Benzo(a)pyrene (BaP), a polycyclic aromatic hydrocarbon (PAH), is an environmental contaminant that can induce cytochrome P4501A1 (CYP1A1) upregulation via aryl hydrocarbon receptor (AhR) activation and provoke inflammation. Here, we investigated the effect of Z‐Ligustilide, an active ingredient isolated from the medicinal plants Cnidium officinale and Angelica acutiloba , on BaP‐induced CYP1A1 upregulation in normal human epidermal keratinocytes (NHEKs) as well as its underlying mechanisms. Z‐Ligustilide significantly inhibited BaP‐induced CYP1A1 upregulation in NHEKs. Treatment of NHEKs with Z‐Ligustilide induced Nuclear factor‐E2‐related factor 2 (Nrf2) nuclear translocation and expression of the Nrf2‐regulated genes for haeme oxygenase‐1 (HO‐1) and NAD(P)H:quinine oxidoreductase‐1 (NQO1). AhR silencing, SB203580 (a p38 inhibitor), SP600125 (a JNK inhibitor), U0126 (a MEK inhibitor) and LY294002 (a PI3K inhibitor) did not suppress Z‐Ligustilide‐induced Nrf2 activation.

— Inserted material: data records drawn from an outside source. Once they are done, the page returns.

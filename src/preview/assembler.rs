//! View-model assembly for the letter preview.
//!
//! A preview needs the letter itself plus its company letterhead data. The
//! company lookup is allowed to fail without failing the preview: a missing
//! or unreachable company record is replaced by a fixed placeholder so the
//! document still renders.

use async_trait::async_trait;
use moka::future::Cache;
use serde::Serialize;
use std::sync::Arc;
use std::time::Duration;
use uuid::Uuid;

use crate::letter::models::{Company, Letter};
use crate::store::{LetterStore, StoreError};

const COMPANY_CACHE_TTL_SECS: u64 = 10 * 60;
const COMPANY_CACHE_CAPACITY: u64 = 100;

lazy_static::lazy_static! {
    static ref FALLBACK_COMPANY: Company = Company {
        id: None,
        name: "Company Information Not Available".to_string(),
        address: String::new(),
        phone: String::new(),
        email: String::new(),
        motto: None,
        website: None,
        logo: None,
    };
}

/// Placeholder letterhead used when the company record cannot be resolved.
pub fn fallback_company() -> Company {
    FALLBACK_COMPANY.clone()
}

/// Capability to resolve a company by id.
#[async_trait]
pub trait CompanySource: Send + Sync {
    async fn lookup(&self, company_id: Uuid) -> Result<Company, StoreError>;
}

/// Store-backed company source with a small read-through cache, so repeated
/// previews of letters from the same company skip the extra round trip.
pub struct CachedCompanySource {
    store: Arc<dyn LetterStore>,
    cache: Cache<Uuid, Company>,
}

impl CachedCompanySource {
    pub fn new(store: Arc<dyn LetterStore>) -> Self {
        let cache = Cache::builder()
            .time_to_live(Duration::from_secs(COMPANY_CACHE_TTL_SECS))
            .max_capacity(COMPANY_CACHE_CAPACITY)
            .build();

        Self { store, cache }
    }
}

#[async_trait]
impl CompanySource for CachedCompanySource {
    async fn lookup(&self, company_id: Uuid) -> Result<Company, StoreError> {
        if let Some(company) = self.cache.get(&company_id).await {
            return Ok(company);
        }

        let company = self.store.get_company(company_id).await?;
        self.cache.insert(company_id, company.clone()).await;
        Ok(company)
    }
}

/// Render-ready aggregation of a letter and its resolved company. Built
/// per preview request and discarded afterwards; never persisted.
#[derive(Debug, Clone, PartialEq, Serialize)]
pub struct LetterViewModel {
    pub letter: Letter,
    pub company: Company,
    pub paragraphs: Vec<String>,
    pub cc_lines: Vec<String>,
}

/// Split free text into trimmed, non-empty lines. Used for both the letter
/// body (paragraph per line) and the CC list (recipient per line); blank
/// lines are dropped entirely, they do not render as spacing.
pub fn split_lines(text: &str) -> Vec<String> {
    text.lines()
        .map(str::trim)
        .filter(|line| !line.is_empty())
        .map(str::to_string)
        .collect()
}

/// Assemble a view model from a fetched letter.
///
/// Company resolution failures of any kind degrade to the fallback company;
/// they are logged but never surfaced to the caller. Letter fetch failures
/// are the caller's concern - by the time this runs, the letter is in hand.
pub async fn assemble(letter: Letter, companies: &dyn CompanySource) -> LetterViewModel {
    let company = match companies.lookup(letter.company_id).await {
        Ok(company) => company,
        Err(e) => {
            log::warn!(
                "Company {} unavailable for preview, using fallback: {}",
                letter.company_id,
                e
            );
            fallback_company()
        }
    };

    let paragraphs = split_lines(&letter.content);
    let cc_lines = split_lines(&letter.cc_list);

    LetterViewModel {
        letter,
        company,
        paragraphs,
        cc_lines,
    }
}

#[cfg(test)]
mod tests {
    use super::*;

    #[test]
    fn test_split_lines_trims_and_drops_blanks() {
        let lines = split_lines("  Manager A  \n\n   \nManager B");
        assert_eq!(lines, vec!["Manager A", "Manager B"]);
    }

    #[test]
    fn test_split_lines_is_idempotent_on_clean_input() {
        let paragraphs = vec!["Paragraf satu.".to_string(), "Paragraf dua.".to_string()];
        let joined = paragraphs.join("\n");
        assert_eq!(split_lines(&joined), paragraphs);
    }

    #[test]
    fn test_fallback_company_text() {
        let company = fallback_company();
        assert_eq!(company.name, "Company Information Not Available");
        assert!(company.address.is_empty());
        assert!(company.motto.is_none());
    }
}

Moreover, treatment of NHEKs with Z‐Ligustilide increased reactive oxygen species (ROS) and L‐N‐acetylcysteine (L‐NAC, an antioxidant) attenuated Z‐ligustilide‐induced Nrf2 nuclear translocation and HO‐1 expression. L‐NAC or knock‐down of Nrf2 significantly attenuated the inhibitory effects of Z‐Ligustilide on BaP‐induced CYP1A1 upregulation in NHEKs. Taken together, these findings suggest that Z‐Ligustilide can suppress BaP‐induced CYP1A1 upregulation through ROS‐dependent Nrf2 pathway activation and may be beneficial in preventing or treating BaP‐induced skin damage.